BEGIN Source data

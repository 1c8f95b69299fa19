//! Check backend - walk a project and report which files the plugin rewrites
//!
//! Uses the ignore crate for traversal and runs one transform task per file.

use anyhow::Result;
use ignore::WalkBuilder;
use std::path::Path;
use std::sync::Arc;
use tokio::task::JoinSet;
use tracing::{debug, warn};

use crate::core::error::InjectorError;
use crate::core::file_reader::{read_file_safe, FileReadResult};
use crate::core::model::{AutorefError, Meta, Reason, ResultItem, ResultSet};
use crate::core::paths::{make_relative, normalize_path};
use crate::core::render::{RenderConfig, Renderer};
use crate::plugin::injector::{reference_block, AutoReference, Outcome};

/// Traversal options for `check`
#[derive(Debug, Clone, Default)]
pub struct CheckOptions<'a> {
    pub scope: Option<&'a Path>,
    pub hidden: bool,
    pub ignore: bool,
    /// Also report files left unchanged
    pub all: bool,
}

/// Transform every text file under the scope and collect the outcomes
pub async fn check_tree(
    root: &Path,
    plugin: Arc<AutoReference>,
    options: &CheckOptions<'_>,
) -> Result<ResultSet> {
    let scan_path = match options.scope {
        Some(scope) => root.join(scope),
        None => root.to_path_buf(),
    };

    let mut builder = WalkBuilder::new(&scan_path);
    builder
        .hidden(!options.hidden)
        .git_ignore(options.ignore)
        .git_global(options.ignore)
        .git_exclude(options.ignore)
        .ignore(options.ignore)
        .require_git(false);

    let mut tasks = JoinSet::new();

    for entry in builder.build() {
        let entry = match entry {
            Ok(e) => e,
            Err(err) => {
                warn!(error = %err, "skipping unreadable entry");
                continue;
            }
        };

        if !entry.file_type().is_some_and(|t| t.is_file()) {
            continue;
        }

        let path = entry.into_path();
        let relative = match make_relative(&path, root) {
            Some(r) => r,
            None => continue,
        };

        let (code, size) = match read_file_safe(&path) {
            FileReadResult::Text { content, size } => (content, size),
            FileReadResult::Skipped(reason) => {
                debug!(path = %relative, reason = reason.as_str(), "not a transformable text file");
                continue;
            }
        };

        let id = normalize_path(&path);
        let plugin = Arc::clone(&plugin);
        let all = options.all;
        tasks.spawn(async move {
            let outcome = plugin.transform_with_outcome(&code, &id).await;
            to_item(relative, id, size, outcome.map(|t| t.outcome), all)
        });
    }

    let mut result_set = ResultSet::new();
    while let Some(joined) = tasks.join_next().await {
        if let Some(item) = joined? {
            result_set.push(item);
        }
    }

    result_set.sort();
    Ok(result_set)
}

fn to_item(
    relative: String,
    id: String,
    size: u64,
    outcome: Result<Outcome, InjectorError>,
    all: bool,
) -> Option<ResultItem> {
    let reason = match outcome {
        Ok(Outcome::Injected(references)) => {
            let block = reference_block(&references);
            let meta = Meta {
                size: Some(size),
                added_bytes: Some(block.len()),
            };
            return Some(
                ResultItem::rewrite(relative, references)
                    .with_id(id)
                    .with_excerpt(block)
                    .with_meta(meta),
            );
        }
        Ok(Outcome::Filtered) => Reason::Filtered,
        Ok(Outcome::NoMarker) => Reason::NoMarker,
        Ok(Outcome::Skipped) => Reason::Skipped,
        Err(err) => {
            let code = match err {
                InjectorError::Resolver { .. } => "RESOLVER_FAILED",
                _ => "TRANSFORM_FAILED",
            };
            let message = format!("{:#}", anyhow::Error::new(err));
            return Some(
                ResultItem::error(AutorefError::new(code, message))
                    .with_path(relative)
                    .with_id(id),
            );
        }
    };

    all.then(|| ResultItem::unchanged(relative, reason).with_id(id))
}

/// Run the check command
pub async fn run_check(
    root: &Path,
    plugin: Arc<AutoReference>,
    options: &CheckOptions<'_>,
    render: RenderConfig,
) -> Result<()> {
    let result_set = check_tree(root, plugin, options).await?;

    let renderer = Renderer::with_config(render);
    let output = renderer.render(&result_set);
    if !output.is_empty() {
        println!("{}", output);
    }

    Ok(())
}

END Source data

Where a line above contains the word "entry", show that line.

    for entry in builder.build() {
        let entry = match entry {
                warn!(error = %err, "skipping unreadable entry");
        if !entry.file_type().is_some_and(|t| t.is_file()) {
        let path = entry.into_path();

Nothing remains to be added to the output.